Inchiesta sulla morte di Davide Astori, la mamma Anna: "Vogliamo la verità"

Inchiesta sulla morte di Davide Astori, la mamma Anna:

Alla signora Anna è rimasto, oltre al ricordo di suo figlio, anche il sorriso della nipotina Vittoria, che Davide ha avuto dalla compagna Francesca Fioretti.
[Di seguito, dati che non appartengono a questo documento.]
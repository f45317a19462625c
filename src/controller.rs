//! The playback state machine
//!
//! A single controller task consumes one serialized queue of scans, synthetic
//! key commands, engine notifications, and shutdown signals. No two
//! transitions ever run concurrently, so playback state needs no locking.

use crate::config::ScanplayConfig;
use crate::engine::{EngineEvent, EngineRequest, PlaybackEngine};
use crate::error::{Error, Result};
use crate::media::MediaLibrary;
use crate::token::{Classified, Classifier, Command};
use std::path::PathBuf;
use std::time::Duration;
use tokio::sync::mpsc;

/// Events consumed by the controller, merged from all input sources
#[derive(Debug)]
pub enum PlayerEvent {
    /// A completed scan token from the scanner or the stdin diagnostic mode
    Scan(String),
    /// A synthetic command bypassing the token pipeline (keyboard Q/ESC)
    Key(Command),
    /// A notification from one engine session
    Engine {
        /// Id of the session that produced the event
        session: u64,
        /// The notification itself
        event: EngineEvent,
    },
    /// SIGINT/SIGTERM received, shut down cleanly
    Shutdown,
}

/// The controller's authoritative playback state
#[derive(Debug, Clone, Copy, PartialEq, Eq)]
pub enum PlaybackState {
    /// Splash asset shown, nothing meaningful playing
    Idle,
    /// Launch requested, control channel not yet ready
    Loading,
    /// Media playing
    Playing,
    /// Media paused
    Paused,
}

/// Whether the event loop should keep running after an event
#[derive(Debug, Clone, Copy, PartialEq, Eq)]
pub enum Step {
    /// Keep consuming events
    Continue,
    /// Exit was requested, stop the loop
    Exit,
}

/// Orchestrates token classification, media resolution, and engine control
pub struct Controller {
    state: PlaybackState,
    classifier: Classifier,
    library: MediaLibrary,
    engine: Box<dyn PlaybackEngine>,
    splash: PathBuf,
    volume_step: i32,
    seek_step: i64,
}

impl Controller {
    /// Create a controller over the given engine client.
    pub fn new(config: &ScanplayConfig, engine: Box<dyn PlaybackEngine>) -> Self {
        Self {
            state: PlaybackState::Idle,
            classifier: Classifier::new(Duration::from_millis(config.playback.debounce_ms)),
            library: MediaLibrary::new(&config.media),
            engine,
            splash: config.media.splash.clone(),
            volume_step: config.playback.volume_step,
            seek_step: config.playback.seek_step_secs,
        }
    }

    /// Current playback state.
    pub fn state(&self) -> PlaybackState {
        self.state
    }

    /// Show the splash and consume events until Exit or the queue closes.
    pub async fn run(mut self, mut events: mpsc::Receiver<PlayerEvent>) -> Result<()> {
        self.show_splash().await?;

        while let Some(event) = events.recv().await {
            if self.handle(event).await? == Step::Exit {
                break;
            }
        }

        self.engine.terminate().await
    }

    /// Process one event, returning whether the loop should continue.
    ///
    /// Every runtime failure is handled here and converges back to the splash
    /// screen; only a failure to launch the splash itself propagates.
    pub async fn handle(&mut self, event: PlayerEvent) -> Result<Step> {
        match event {
            PlayerEvent::Scan(raw) => self.handle_scan(&raw).await,
            PlayerEvent::Key(command) => self.handle_command(command).await,
            PlayerEvent::Engine { session, event } => {
                if !self.engine.is_current(session) {
                    tracing::debug!(session, ?event, "Dropping event from stale session");
                    return Ok(Step::Continue);
                }
                self.handle_engine(event).await
            }
            PlayerEvent::Shutdown => {
                tracing::info!("Shutdown requested");
                self.engine.terminate().await?;
                Ok(Step::Exit)
            }
        }
    }

    /// Terminate any session and launch the splash asset.
    pub async fn show_splash(&mut self) -> Result<()> {
        self.state = PlaybackState::Loading;
        self.engine.launch(&self.splash).await?;
        self.state = PlaybackState::Idle;
        tracing::info!("Showing splash screen");
        Ok(())
    }

    async fn handle_scan(&mut self, raw: &str) -> Result<Step> {
        match self.classifier.classify(raw) {
            Some(Classified::Command(command)) => self.handle_command(command).await,
            Some(Classified::Media(reference)) => {
                match self.library.resolve(&reference) {
                    Ok(path) => self.play(path).await?,
                    Err(Error::MediaNotFound(_)) => {
                        tracing::warn!(%reference, "No media found for scan");
                    }
                    Err(err) => {
                        tracing::warn!(%reference, "Media lookup failed: {err}");
                    }
                }
                Ok(Step::Continue)
            }
            None => Ok(Step::Continue),
        }
    }

    /// Launch `path` in a fresh session. A failed launch is treated like a
    /// crash: log it and fall back to the splash.
    async fn play(&mut self, path: PathBuf) -> Result<()> {
        tracing::info!(path = %path.display(), "Playing");
        self.state = PlaybackState::Loading;
        match self.engine.launch(&path).await {
            Ok(()) => {
                self.state = PlaybackState::Playing;
                Ok(())
            }
            Err(err) => {
                tracing::warn!("Engine launch failed: {err}");
                self.show_splash().await
            }
        }
    }

    async fn handle_command(&mut self, command: Command) -> Result<Step> {
        if command == Command::Exit {
            tracing::info!("Exit command received, shutting down");
            self.engine.terminate().await?;
            return Ok(Step::Exit);
        }

        if matches!(self.state, PlaybackState::Idle | PlaybackState::Loading) {
            tracing::debug!(command = command.as_str(), "Ignoring command while idle");
            return Ok(Step::Continue);
        }

        match command {
            Command::Pause => {
                if self.try_send(EngineRequest::PauseToggle).await {
                    self.state = match self.state {
                        PlaybackState::Playing => PlaybackState::Paused,
                        _ => PlaybackState::Playing,
                    };
                }
            }
            Command::Stop => {
                tracing::info!("Stopping playback");
                self.show_splash().await?;
            }
            Command::VolumeUp => {
                self.try_send(EngineRequest::VolumeAdd(self.volume_step)).await;
            }
            Command::VolumeDown => {
                self.try_send(EngineRequest::VolumeAdd(-self.volume_step)).await;
            }
            Command::Mute => {
                self.try_send(EngineRequest::MuteToggle).await;
            }
            Command::SeekForward => {
                self.try_send(EngineRequest::Seek(self.seek_step)).await;
            }
            Command::SeekBackward => {
                self.try_send(EngineRequest::Seek(-self.seek_step)).await;
            }
            Command::Exit => unreachable!("handled above"),
        }

        Ok(Step::Continue)
    }

    async fn try_send(&mut self, request: EngineRequest) -> bool {
        match self.engine.send(request).await {
            Ok(()) => true,
            Err(Error::NoActiveSession) => {
                tracing::warn!(?request, "Command with no active session, ignoring");
                false
            }
            Err(err) => {
                tracing::warn!(?request, "Engine command failed: {err}");
                false
            }
        }
    }

    async fn handle_engine(&mut self, event: EngineEvent) -> Result<Step> {
        match event {
            EngineEvent::EndOfFile => {
                tracing::info!("Playback finished");
                self.show_splash().await?;
            }
            EngineEvent::Exited(code) => {
                tracing::warn!(?code, "Engine exited unexpectedly");
                // Drop the dead session's bookkeeping before relaunching
                self.engine.terminate().await?;
                self.show_splash().await?;
            }
            EngineEvent::PauseChanged(paused) => match (self.state, paused) {
                (PlaybackState::Playing, true) => self.state = PlaybackState::Paused,
                (PlaybackState::Paused, false) => self.state = PlaybackState::Playing,
                _ => {}
            },
        }
        Ok(Step::Continue)
    }
}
La madre di Davide Astori, la signora Anna, intervistata dal Corriere della Sera, parla di Francesca Fioretti e dice di lei: "E' una mamma di una bravura che non si può spiegare". Sorride, aggiusta la tovaglia bianca con i cuoricini rossi. Il ricordo di quella drammatica domenica: "Quella mattina io e mio marito dovevamo andare alla messa e poi a votare, che c'erano le elezioni. Non sapevo nulla, ma sapevo già tutto", ha rivelato la donna, che intimamente sapeva che qualcosa di brutto era già successo e che la sua vita ne sarebbe uscita stravolta. "È quella di Santa Lucia, avrà vent'anni ma è ancora buona, Davide l'adorava, anche da grande ad ogni Santa Lucia mi diceva: mamma, ricordati la tovaglia bianca e rossa". Mi sono svegliata con le braccia paralizzata, il corpo vuoto e una sensazione mai provata prima. Un'ora dopo una telefonata di cinque parole avrebbe cambiato la loro vita: Davide non si è svegliato.
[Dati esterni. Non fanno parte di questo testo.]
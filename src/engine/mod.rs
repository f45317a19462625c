//! Playback engine client
//!
//! Owns the lifecycle and JSON IPC control channel of the external mpv
//! process. Exactly one session runs at a time; launching a new media path
//! replaces the previous session, and every session's asynchronous
//! notifications are stamped with its id so the controller can discard events
//! from sessions it has already replaced.

mod ipc;
mod mpv;

pub use ipc::{IpcClient, IpcEvent};
pub use mpv::MpvEngine;

use crate::error::Result;
use async_trait::async_trait;
use std::path::Path;

/// Control requests the controller can issue against the active session
#[derive(Debug, Clone, Copy, PartialEq, Eq)]
pub enum EngineRequest {
    /// Toggle pause/unpause
    PauseToggle,
    /// Adjust volume by a relative step in percent
    VolumeAdd(i32),
    /// Toggle mute
    MuteToggle,
    /// Seek by relative seconds (negative = backward)
    Seek(i64),
}

/// Asynchronous notifications emitted by the active session
#[derive(Debug, Clone, Copy, PartialEq, Eq)]
pub enum EngineEvent {
    /// The media reached its natural end
    EndOfFile,
    /// The engine-reported pause flag changed
    PauseChanged(bool),
    /// The engine process exited, with its exit code when available
    Exited(Option<i32>),
}

/// Seam between the controller and the external playback process.
///
/// The production implementation is [`MpvEngine`]; tests drive the controller
/// with a recording mock instead.
#[async_trait]
pub trait PlaybackEngine: Send {
    /// Start a new session rendering `path`, replacing any existing session.
    ///
    /// The previous process, if any, is terminated first; a session is never
    /// left orphaned. Returns once the control channel is ready, or
    /// [`crate::Error::EngineLaunch`] if it never became so.
    async fn launch(&mut self, path: &Path) -> Result<()>;

    /// Send a control request to the active session.
    ///
    /// Fails with [`crate::Error::NoActiveSession`] when nothing is running.
    async fn send(&mut self, request: EngineRequest) -> Result<()>;

    /// Gracefully shut down the active session, force-killing after the
    /// grace period. Idempotent: terminating with no session is a no-op.
    async fn terminate(&mut self) -> Result<()>;

    /// Whether `session` identifies the currently active session.
    ///
    /// Used by the controller to discard notifications queued by sessions
    /// that have since been replaced or terminated.
    fn is_current(&self, session: u64) -> bool;
}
Anna Astori vuole la verità e pur dimostrandosi pronta a perdonare, eventuali responsabili, chiede giustizia affinché nessun altro passi quello che ha passato la famiglia dello sfortunato difensore: "Responsabili?"

"Io voglio un perché, non voglio un colpevole, perché sono sicura che un colpevole non esiste. - ha spiegato la madre di Astori - Quello che è successo è stata una disgrazia, una fatalità, io lo so, nessuno lo ha voluto, ma voglio allo stesso tempo che non succeda mai più, voglio che nessuna madre mai più debba provare quello che ho provato io". Devono diventare ancora più bravi e sicuri per evitare che casi come questi si ripetano. Voglio che il sacrificio del mio Davide non sia stato inutile", la sua disperata conclusione, con un messaggio importante: "Se qualcuno ha sbagliato, io prego per lui.

"Io voglio un perché, non un colpevole!"